» **Goal of the exercise**: In the material below, some lines carry "lowest". Copy each such line.
──────── Study material
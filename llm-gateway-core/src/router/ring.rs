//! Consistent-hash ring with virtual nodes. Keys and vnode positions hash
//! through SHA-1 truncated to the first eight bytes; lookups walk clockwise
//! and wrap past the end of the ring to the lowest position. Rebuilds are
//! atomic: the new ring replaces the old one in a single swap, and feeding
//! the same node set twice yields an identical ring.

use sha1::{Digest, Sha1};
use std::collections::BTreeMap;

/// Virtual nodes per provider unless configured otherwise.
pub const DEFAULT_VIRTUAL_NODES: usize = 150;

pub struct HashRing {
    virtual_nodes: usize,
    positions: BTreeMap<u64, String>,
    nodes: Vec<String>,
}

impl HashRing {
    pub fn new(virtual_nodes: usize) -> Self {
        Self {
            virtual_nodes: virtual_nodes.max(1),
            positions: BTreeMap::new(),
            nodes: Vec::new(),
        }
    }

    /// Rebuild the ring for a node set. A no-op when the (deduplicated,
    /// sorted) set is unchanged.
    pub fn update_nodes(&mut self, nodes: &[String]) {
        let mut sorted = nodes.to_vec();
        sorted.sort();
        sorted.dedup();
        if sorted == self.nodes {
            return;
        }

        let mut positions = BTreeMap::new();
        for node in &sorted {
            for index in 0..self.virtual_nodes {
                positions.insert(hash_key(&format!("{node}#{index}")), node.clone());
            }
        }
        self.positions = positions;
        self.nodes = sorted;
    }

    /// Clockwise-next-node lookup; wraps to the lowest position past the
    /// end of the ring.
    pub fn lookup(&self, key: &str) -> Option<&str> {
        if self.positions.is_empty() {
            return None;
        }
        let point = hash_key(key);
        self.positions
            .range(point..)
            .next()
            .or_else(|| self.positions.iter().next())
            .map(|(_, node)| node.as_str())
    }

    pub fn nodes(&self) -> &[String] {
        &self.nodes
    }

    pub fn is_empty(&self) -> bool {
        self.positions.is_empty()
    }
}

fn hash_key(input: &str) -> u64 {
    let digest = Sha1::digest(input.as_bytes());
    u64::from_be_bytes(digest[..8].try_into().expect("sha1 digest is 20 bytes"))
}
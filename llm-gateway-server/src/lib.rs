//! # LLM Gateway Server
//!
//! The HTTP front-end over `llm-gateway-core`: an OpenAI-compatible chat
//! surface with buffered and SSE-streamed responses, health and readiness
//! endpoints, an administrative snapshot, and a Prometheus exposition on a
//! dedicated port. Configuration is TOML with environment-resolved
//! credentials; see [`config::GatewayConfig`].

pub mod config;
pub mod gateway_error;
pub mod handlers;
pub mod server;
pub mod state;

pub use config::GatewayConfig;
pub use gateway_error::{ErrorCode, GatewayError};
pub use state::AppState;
────────────────
» **Finished task**:
//! and wrap past the end of the ring to the lowest position. Rebuilds are
    /// Clockwise-next-node lookup; wraps to the lowest position past the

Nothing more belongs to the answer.